Brief - Each line in the entries that has the word "return" has to be copied.

Saved data entries:

================================

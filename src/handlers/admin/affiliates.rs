use axum::extract::Path;
use axum::{Extension, Json};
use serde_json::{json, Value};

use crate::error::ApiError;
use crate::middleware::{policy, ApiResponse, ApiResult, AuthUser};
use crate::models::{Affiliate, AffiliateStats};
use crate::services::audit::{self, AuditEntry};
use crate::store::{names, now_timestamp, Store, StoreError};

const CONVERSIONS_LIMIT: i64 = 1000;

/// GET /api/admin/affiliates
///
/// All affiliates, newest first, each with stats derived from the
/// conversions collection.
pub async fn list(Extension(auth): Extension<AuthUser>) -> ApiResult<Value> {
    policy::require_admin(&auth).await?;
    let store = Store::shared().await?;

    let affiliates = store
        .collection(names::AFFILIATES)
        .query()
        .order_desc("created_at")
        .fetch()
        .await?;

    let mut out = Vec::with_capacity(affiliates.len());
    for doc in affiliates {
        let stats = compute_stats(store, &doc.id).await?;
        let mut value = doc.data;
        value["code"] = json!(doc.id);
        value["stats"] = serde_json::to_value(&stats).map_err(StoreError::from)?;
        out.push(value);
    }

    let count = out.len();
    Ok(ApiResponse::success(json!({
        "affiliates": out,
        "count": count,
    })))
}

/// POST /api/admin/affiliates
pub async fn create(
    Extension(auth): Extension<AuthUser>,
    Json(body): Json<Value>,
) -> ApiResult<Value> {
    policy::require_admin(&auth).await?;

    let mut missing = Vec::new();
    for field in ["code", "name", "email"] {
        if body[field].as_str().map(str::trim).unwrap_or("").is_empty() {
            missing.push(field);
        }
    }
    if !missing.is_empty() {
        return Err(ApiError::missing_fields(&missing.join(", ")));
    }

    let code = body["code"].as_str().unwrap_or_default().trim().to_string();
    let store = Store::shared().await?;
    let affiliates = store.collection(names::AFFILIATES);

    if affiliates.exists(&code).await? {
        return Err(ApiError::conflict("Affiliate code already exists"));
    }

    let now = now_timestamp();
    let affiliate = Affiliate {
        name: body["name"].as_str().unwrap_or_default().trim().to_string(),
        email: body["email"].as_str().unwrap_or_default().trim().to_string(),
        commission_percent: body["commission_percent"].as_f64().unwrap_or(10.0),
        active: true,
        created_at: Some(now.clone()),
        updated_at: Some(now),
    };
    let doc = serde_json::to_value(&affiliate).map_err(StoreError::from)?;

    let mut tx = store.begin().await?;
    affiliates.set_tx(&mut tx, &code, &doc).await?;
    audit::record_tx(
        store,
        &mut tx,
        AuditEntry::new("create_affiliate", &auth.user_id).metadata(json!({ "code": &code })),
    )
    .await?;
    tx.commit().await.map_err(StoreError::from)?;

    Ok(ApiResponse::created(json!({
        "code": code,
        "affiliate": doc,
    })))
}

/// PATCH /api/admin/affiliates/:code
pub async fn update(
    Extension(auth): Extension<AuthUser>,
    Path(code): Path<String>,
    Json(body): Json<Value>,
) -> ApiResult<Value> {
    policy::require_admin(&auth).await?;

    let mut patch = serde_json::Map::new();
    if let Some(pct) = body["commission_percent"].as_f64() {
        patch.insert("commission_percent".into(), json!(pct));
    }
    if let Some(active) = body["active"].as_bool() {
        patch.insert("active".into(), json!(active));
    }
    for field in ["name", "email"] {
        if let Some(value) = body[field].as_str() {
            patch.insert(field.into(), json!(value.trim()));
        }
    }
    if patch.is_empty() {
        return Err(ApiError::bad_request("No updatable fields provided"));
    }
    patch.insert("updated_at".into(), json!(now_timestamp()));

    let fields: Vec<&String> = patch.keys().collect();
    let fields = json!(fields);
    let store = Store::shared().await?;

    let mut tx = store.begin().await?;
    store
        .collection(names::AFFILIATES)
        .update_tx(&mut tx, &code, &Value::Object(patch))
        .await?;
    audit::record_tx(
        store,
        &mut tx,
        AuditEntry::new("update_affiliate", &auth.user_id)
            .metadata(json!({ "code": code, "fields": fields })),
    )
    .await?;
    tx.commit().await.map_err(StoreError::from)?;

    Ok(ApiResponse::success(json!({ "code": code })))
}

/// GET /api/admin/affiliates/:code
///
/// Recent conversions for one affiliate, newest first.
pub async fn conversions(
    Extension(auth): Extension<AuthUser>,
    Path(code): Path<String>,
) -> ApiResult<Value> {
    policy::require_admin(&auth).await?;
    let store = Store::shared().await?;

    store.collection(names::AFFILIATES).get_required(&code).await?;

    let rows = store
        .collection(names::AFFILIATE_CONVERSIONS)
        .query()
        .eq("affiliate_code", code.as_str())
        .order_desc("timestamp")
        .limit(CONVERSIONS_LIMIT)
        .fetch()
        .await?;

    let conversions: Vec<Value> = rows.into_iter().map(|d| d.data).collect();
    let count = conversions.len();

    Ok(ApiResponse::success(json!({
        "code": code,
        "conversions": conversions,
        "count": count,
    })))
}

/// Stats are aggregated in the store, never by folding the collection here.
async fn compute_stats(store: &Store, code: &str) -> Result<AffiliateStats, ApiError> {
    let conversions = store.collection(names::AFFILIATE_CONVERSIONS);

    let (clicks, signups, paid, revenue) = futures::try_join!(
        conversions
            .query()
            .eq("affiliate_code", code)
            .eq("kind", "click")
            .count(),
        conversions
            .query()
            .eq("affiliate_code", code)
            .eq("kind", "signup")
            .count(),
        conversions
            .query()
            .eq("affiliate_code", code)
            .eq("kind", "paid")
            .count(),
        conversions
            .query()
            .eq("affiliate_code", code)
            .eq("kind", "paid")
            .sum("revenue"),
    )?;

    Ok(AffiliateStats::compute(clicks, signups, paid, revenue))
}
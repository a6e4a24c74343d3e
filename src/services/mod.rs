pub mod audit;
pub mod fallback;
pub mod ingest;
mod common;

use anyhow::Result;
use reqwest::StatusCode;

#[tokio::test]
async fn admin_routes_reject_missing_token() -> Result<()> {
    let server = common::ensure_server().await?;
    let client = reqwest::Client::new();

    for path in [
        "/api/admin/auth",
        "/api/admin/affiliates",
        "/api/admin/promo-codes",
        "/api/admin/users/u1",
        "/api/admin/audit-logs",
        "/api/admin/analytics/dashboard",
    ] {
        let res = client
            .get(format!("{}{}", server.base_url, path))
            .send()
            .await?;
        assert_eq!(res.status(), StatusCode::UNAUTHORIZED, "path: {}", path);

        let body = res.json::<serde_json::Value>().await?;
        assert_eq!(body["error"], "Unauthorized", "path: {}", path);
    }
    Ok(())
}

#[tokio::test]
async fn admin_routes_reject_garbage_token() -> Result<()> {
    let server = common::ensure_server().await?;
    let client = reqwest::Client::new();

    let res = client
        .get(format!("{}/api/admin/auth", server.base_url))
        .header("authorization", "Bearer not-a-real-token")
        .send()
        .await?;
    assert_eq!(res.status(), StatusCode::UNAUTHORIZED);
    Ok(())
}

#[tokio::test]
async fn non_bearer_scheme_is_rejected() -> Result<()> {
    let server = common::ensure_server().await?;
    let client = reqwest::Client::new();

    let res = client
        .post(format!("{}/api/users", server.base_url))
        .header("authorization", "Basic Zm9vOmJhcg==")
        .json(&serde_json::json!({ "user_id": "u1" }))
        .send()
        .await?;
    assert_eq!(res.status(), StatusCode::UNAUTHORIZED);
    Ok(())
}
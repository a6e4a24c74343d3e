use std::process::{Child, Command, Stdio};
use std::sync::OnceLock;
use std::time::{Duration, Instant};

use anyhow::{Context, Result};
use reqwest::StatusCode;

static SERVER: OnceLock<TestServer> = OnceLock::new();

pub struct TestServer {
    pub port: u16,
    pub base_url: String,
    child: Child,
}

impl TestServer {
    fn spawn() -> Result<Self> {
        // Pick an unused port for isolation
        let port = portpicker::pick_unused_port().context("failed to pick free port")?;
        let base_url = format!("http://127.0.0.1:{}", port);

        // Spawn the already-built binary to keep start fast during tests
        // Assumes debug profile; adjust if you run tests with --release
        let mut cmd = Command::new("target/debug/pathgen-api-rust");
        cmd.env("PATHGEN_API_PORT", port.to_string())
            .env("JWT_SECRET", "integration-test-secret")
            .stdin(Stdio::null())
            .stdout(Stdio::inherit())
            .stderr(Stdio::inherit());

        // Inherit the rest of the environment so the server picks up
        // DATABASE_URL and friends from .env when present
        let child = cmd.spawn().context("failed to spawn server binary")?;

        Ok(Self { port, base_url, child })
    }

    async fn wait_ready(&self, timeout: Duration) -> Result<()> {
        let client = reqwest::Client::new();
        let deadline = Instant::now() + timeout;
        loop {
            if Instant::now() > deadline {
                break;
            }
            let url = format!("{}/health", self.base_url);
            if let Ok(resp) = client.get(&url).send().await {
                // Ready on any health answer; 503 means up but store-less
                if resp.status() == StatusCode::OK
                    || resp.status() == StatusCode::SERVICE_UNAVAILABLE
                {
                    return Ok(());
                }
            }
            tokio::time::sleep(Duration::from_millis(150)).await;
        }
        anyhow::bail!(
            "server did not become ready on {} within {:?}",
            self.base_url,
            timeout
        )
    }
}

pub async fn ensure_server() -> Result<&'static TestServer> {
    let server =
        SERVER.get_or_init(|| TestServer::spawn().expect("failed to spawn server binary"));
    server.wait_ready(Duration::from_secs(10)).await?;
    Ok(server)
}
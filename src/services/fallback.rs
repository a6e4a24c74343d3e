use chrono::{DateTime, Duration, Utc};
use serde::de::DeserializeOwned;
use serde::{Deserialize, Serialize};
use std::path::{Path, PathBuf};
use thiserror::Error;
use tracing::{debug, error, warn};

use crate::config::config;

/// Terminal failure: the primary source is down and no usable cached result
/// exists. Maps to 503 at the HTTP layer.
#[derive(Debug, Error)]
pub enum FallbackError {
    #[error("No fallback data available")]
    NoData,
}

/// On-disk shape of the cache file.
#[derive(Debug, Serialize, Deserialize)]
struct CacheFile<T> {
    records: Vec<T>,
    timestamp: DateTime<Utc>,
    source: String,
}

/// A usable cached result: non-empty records within the staleness window.
#[derive(Debug)]
pub struct Cached<T> {
    pub records: Vec<T>,
    pub source: String,
    pub age_hours: f64,
}

/// Last-known-good cache for the ingestion pipeline.
///
/// Writes never fail the caller: a cache that cannot be saved costs the next
/// outage its fallback, not this request. Reads treat every failure mode the
/// same way (missing file, unreadable file, malformed JSON, stale timestamp):
/// log it, report "no usable data". Whether an empty snapshot is worth
/// serving is the serving decision's call, not the read's.
pub struct FallbackCache {
    path: PathBuf,
    max_age: Duration,
}

impl FallbackCache {
    pub fn new(path: impl Into<PathBuf>, max_age_hours: i64) -> Self {
        Self {
            path: path.into(),
            max_age: Duration::hours(max_age_hours),
        }
    }

    pub fn from_config() -> Self {
        let cfg = &config().ingestion;
        Self::new(&cfg.fallback_cache_path, cfg.fallback_max_age_hours)
    }

    pub fn path(&self) -> &Path {
        &self.path
    }

    /// Persist a fresh result as the new last-known-good snapshot.
    pub async fn save<T: Serialize>(&self, records: &[T], source: &str) {
        self.save_at(records, source, Utc::now()).await
    }

    async fn save_at<T: Serialize>(&self, records: &[T], source: &str, now: DateTime<Utc>) {
        let file = CacheFileRef {
            records,
            timestamp: now,
            source,
        };

        let bytes = match serde_json::to_vec_pretty(&file) {
            Ok(bytes) => bytes,
            Err(e) => {
                error!("Failed to serialize fallback cache: {}", e);
                return;
            }
        };

        if let Some(parent) = self.path.parent() {
            if let Err(e) = tokio::fs::create_dir_all(parent).await {
                error!("Failed to create fallback cache directory: {}", e);
                return;
            }
        }

        if let Err(e) = tokio::fs::write(&self.path, bytes).await {
            error!("Failed to write fallback cache {}: {}", self.path.display(), e);
        } else {
            debug!("Saved fallback cache ({} records)", file.records.len());
        }
    }

    /// Load the cached result if it is present, parseable, and younger than
    /// the staleness window. Anything else reads as `None`.
    pub async fn load<T: DeserializeOwned>(&self) -> Option<Cached<T>> {
        self.load_at(Utc::now()).await
    }

    async fn load_at<T: DeserializeOwned>(&self, now: DateTime<Utc>) -> Option<Cached<T>> {
        let bytes = match tokio::fs::read(&self.path).await {
            Ok(bytes) => bytes,
            Err(e) if e.kind() == std::io::ErrorKind::NotFound => {
                debug!("No fallback cache at {}", self.path.display());
                return None;
            }
            Err(e) => {
                error!("Failed to read fallback cache {}: {}", self.path.display(), e);
                return None;
            }
        };

        let file: CacheFile<T> = match serde_json::from_slice(&bytes) {
            Ok(file) => file,
            Err(e) => {
                error!("Malformed fallback cache {}: {}", self.path.display(), e);
                return None;
            }
        };

        let age = now.signed_duration_since(file.timestamp);
        if age > self.max_age {
            warn!(
                "Fallback cache is stale ({}h old, limit {}h)",
                age.num_hours(),
                self.max_age.num_hours()
            );
            return None;
        }

        Some(Cached {
            records: file.records,
            source: file.source,
            age_hours: age.num_seconds() as f64 / 3600.0,
        })
    }

    /// Whether serving from cache is the right call: only when the primary
    /// source failed AND a fresh, non-empty cached result exists.
    pub async fn should_use_fallback(&self, primary_succeeded: bool) -> bool {
        if primary_succeeded {
            return false;
        }
        match self.load::<serde_json::Value>().await {
            Some(cached) => !cached.records.is_empty(),
            None => false,
        }
    }

    /// Load a non-empty snapshot or fail with the terminal no-data error.
    pub async fn get_or_fail<T: DeserializeOwned>(&self) -> Result<Cached<T>, FallbackError> {
        match self.load().await {
            Some(cached) if !cached.records.is_empty() => Ok(cached),
            Some(_) => {
                warn!("Fallback cache holds no records");
                Err(FallbackError::NoData)
            }
            None => Err(FallbackError::NoData),
        }
    }
}

/// Borrowing twin of [`CacheFile`] so `save` does not clone the records.
#[derive(Serialize)]
struct CacheFileRef<'a, T> {
    records: &'a [T],
    timestamp: DateTime<Utc>,
    source: &'a str,
}

#[cfg(test)]
mod tests {
    use super::*;
    use serde_json::json;
    use uuid::Uuid;

    fn temp_cache() -> FallbackCache {
        let path = std::env::temp_dir().join(format!("fallback-test-{}.json", Uuid::new_v4()));
        FallbackCache::new(path, 24)
    }

    async fn cleanup(cache: &FallbackCache) {
        let _ = tokio::fs::remove_file(cache.path()).await;
    }

    #[tokio::test]
    async fn save_then_load_is_fresh() {
        let cache = temp_cache();
        cache.save(&[json!({"id": "t1"})], "apify").await;

        let cached = cache.load::<serde_json::Value>().await.unwrap();
        assert_eq!(cached.records.len(), 1);
        assert_eq!(cached.source, "apify");
        assert!(cached.age_hours < 0.01);

        cleanup(&cache).await;
    }

    #[tokio::test]
    async fn never_saved_reads_as_absent() {
        let cache = temp_cache();
        assert!(cache.load::<serde_json::Value>().await.is_none());
        assert!(cache.get_or_fail::<serde_json::Value>().await.is_err());
    }

    #[tokio::test]
    async fn fresh_within_window_stale_beyond_it() {
        let cache = temp_cache();
        cache.save(&[json!({"id": "t1"})], "apify").await;

        let now = Utc::now();
        let at_23h = now + Duration::hours(23);
        let at_25h = now + Duration::hours(25);

        assert!(cache.load_at::<serde_json::Value>(at_23h).await.is_some());
        assert!(cache.load_at::<serde_json::Value>(at_25h).await.is_none());

        cleanup(&cache).await;
    }

    #[tokio::test]
    async fn primary_success_never_uses_fallback() {
        let cache = temp_cache();
        cache.save(&[json!({"id": "t1"})], "apify").await;

        assert!(!cache.should_use_fallback(true).await);
        assert!(cache.should_use_fallback(false).await);

        cleanup(&cache).await;
    }

    #[tokio::test]
    async fn empty_snapshot_loads_but_never_serves() {
        let cache = temp_cache();
        cache.save::<serde_json::Value>(&[], "apify").await;

        let cached = cache.load::<serde_json::Value>().await.unwrap();
        assert!(cached.records.is_empty());

        assert!(!cache.should_use_fallback(false).await);
        assert!(cache.get_or_fail::<serde_json::Value>().await.is_err());

        cleanup(&cache).await;
    }

    #[tokio::test]
    async fn malformed_file_reads_as_absent() {
        let cache = temp_cache();
        tokio::fs::write(cache.path(), b"not json at all").await.unwrap();

        assert!(cache.load::<serde_json::Value>().await.is_none());

        cleanup(&cache).await;
    }
}
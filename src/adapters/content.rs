use serde::{Deserialize, Serialize};
use serde_json::{json, Value};
use thiserror::Error;
use tracing::debug;

use crate::config::config;

const EPIC_CMS_URL: &str =
    "https://fortnitecontent-website-prod07.ol.epicgames.com/content/api/pages/fortnite-game";
const EVENTS_API_BASE: &str = "https://fortniteapi.io/v1";
const APIFY_API_BASE: &str = "https://api.apify.com/v2";
const TWEET_SCRAPER_ACTOR: &str = "apidojo~tweet-scraper";
const SCRAPE_MAX_ITEMS: u32 = 40;

#[derive(Debug, Error)]
pub enum ContentError {
    #[error("Content source not configured: set {0}")]
    NotConfigured(&'static str),

    #[error("Content API error ({status}): {message}")]
    Api { status: u16, message: String },

    #[error("Content request failed: {0}")]
    Http(#[from] reqwest::Error),
}

/// Competitive event as served to the frontend.
#[derive(Debug, Clone, Serialize, Deserialize)]
pub struct Tournament {
    pub id: String,
    pub title: String,
    #[serde(default)]
    pub start_time: Option<String>,
    #[serde(default)]
    pub end_time: Option<String>,
    #[serde(default)]
    pub region: Option<String>,
    #[serde(default)]
    pub poster: Option<String>,
}

/// A scraped social post, normalized from the scraper's item shape.
#[derive(Debug, Clone, Serialize, Deserialize)]
pub struct SocialPost {
    pub id: String,
    pub text: String,
    pub username: String,
    #[serde(default)]
    pub url: String,
    #[serde(default)]
    pub created_at: String,
    #[serde(default)]
    pub is_retweet: bool,
    #[serde(default)]
    pub is_reply: bool,
}

/// Upcoming tournaments from the events API.
pub async fn fetch_tournaments(region: &str) -> Result<Vec<Tournament>, ContentError> {
    let api_key = config()
        .content
        .fortnite_api_key
        .as_deref()
        .ok_or(ContentError::NotConfigured("FORTNITE_API_KEY"))?;

    debug!("Fetching tournaments for region {}", region);
    let response = reqwest::Client::new()
        .get(format!("{}/events/list", EVENTS_API_BASE))
        .header("Authorization", api_key)
        .query(&[("lang", "en"), ("region", region)])
        .send()
        .await?;

    let body = check(response).await?;
    let events = body["events"].as_array().cloned().unwrap_or_default();

    Ok(events
        .iter()
        .filter_map(|event| {
            Some(Tournament {
                id: event["id"].as_str()?.to_string(),
                title: event["name_line1"]
                    .as_str()
                    .or_else(|| event["name"].as_str())?
                    .to_string(),
                start_time: event["beginTime"].as_str().map(String::from),
                end_time: event["endTime"].as_str().map(String::from),
                region: event["region"].as_str().map(String::from),
                poster: event["poster"].as_str().map(String::from),
            })
        })
        .collect())
}

/// Current news entries from the Epic CMS feed, shaped like tournaments so
/// they can be merged with the events API output. No credentials needed.
pub async fn fetch_epic_news() -> Result<Vec<Tournament>, ContentError> {
    debug!("Fetching Epic CMS news feed");
    let response = reqwest::Client::new().get(EPIC_CMS_URL).send().await?;
    let body = check(response).await?;

    let motds = body["battleroyalenews"]["news"]["motds"]
        .as_array()
        .cloned()
        .unwrap_or_default();

    Ok(motds
        .iter()
        .filter_map(|motd| {
            Some(Tournament {
                id: motd["id"].as_str()?.to_string(),
                title: motd["title"].as_str()?.to_string(),
                start_time: None,
                end_time: None,
                region: None,
                poster: motd["image"].as_str().map(String::from),
            })
        })
        .collect())
}

/// Run the hosted tweet-scraper actor synchronously and normalize its
/// dataset items. One call per ingestion run; the actor fans out over the
/// configured handles itself.
pub async fn scrape_posts(handles: &[String]) -> Result<Vec<SocialPost>, ContentError> {
    let token = config()
        .content
        .apify_token
        .as_deref()
        .ok_or(ContentError::NotConfigured("APIFY_TOKEN"))?;

    debug!("Scraping posts for {} handles", handles.len());
    let response = reqwest::Client::new()
        .post(format!(
            "{}/acts/{}/run-sync-get-dataset-items",
            APIFY_API_BASE, TWEET_SCRAPER_ACTOR
        ))
        .query(&[("token", token)])
        .json(&json!({
            "twitterHandles": handles,
            "maxItems": SCRAPE_MAX_ITEMS,
            "sort": "Latest",
        }))
        .send()
        .await?;

    let body = check(response).await?;
    let items = body.as_array().cloned().unwrap_or_default();

    Ok(items.iter().filter_map(normalize_post).collect())
}

fn normalize_post(item: &Value) -> Option<SocialPost> {
    Some(SocialPost {
        id: item["id"].as_str()?.to_string(),
        text: item["text"].as_str()?.to_string(),
        username: item["author"]["userName"]
            .as_str()
            .unwrap_or_default()
            .to_string(),
        url: item["url"].as_str().unwrap_or_default().to_string(),
        created_at: item["createdAt"].as_str().unwrap_or_default().to_string(),
        is_retweet: item["isRetweet"].as_bool().unwrap_or(false),
        is_reply: item["isReply"].as_bool().unwrap_or(false),
    })
}

async fn check(response: reqwest::Response) -> Result<Value, ContentError> {
    let status = response.status();
    if !status.is_success() {
        let message = response.text().await.unwrap_or_default();
        return Err(ContentError::Api {
            status: status.as_u16(),
            message,
        });
    }
    Ok(response.json().await?)
}

#[cfg(test)]
mod tests {
    use super::*;

    #[test]
    fn normalizes_scraper_items() {
        let item = json!({
            "id": "190000001",
            "text": "Zone prediction for round 3",
            "author": { "userName": "KinchAnalytics" },
            "url": "https://x.com/KinchAnalytics/status/190000001",
            "createdAt": "2026-08-27T10:00:00.000Z",
            "isRetweet": false,
            "isReply": true
        });

        let post = normalize_post(&item).unwrap();
        assert_eq!(post.id, "190000001");
        assert_eq!(post.username, "KinchAnalytics");
        assert!(post.is_reply);
        assert!(!post.is_retweet);
    }

    #[test]
    fn skips_items_without_id_or_text() {
        assert!(normalize_post(&json!({"text": "no id"})).is_none());
        assert!(normalize_post(&json!({"id": "1"})).is_none());
    }
}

================================

Answer section -
        return Err(ApiError::missing_fields(&missing.join(", ")));
        return Err(ApiError::conflict("Affiliate code already exists"));
        return Err(ApiError::bad_request("No updatable fields provided"));
                    return Ok(());
                return;
                return;
                return None;
                return None;
                return None;
            return None;
            return false;
        return Err(ContentError::Api {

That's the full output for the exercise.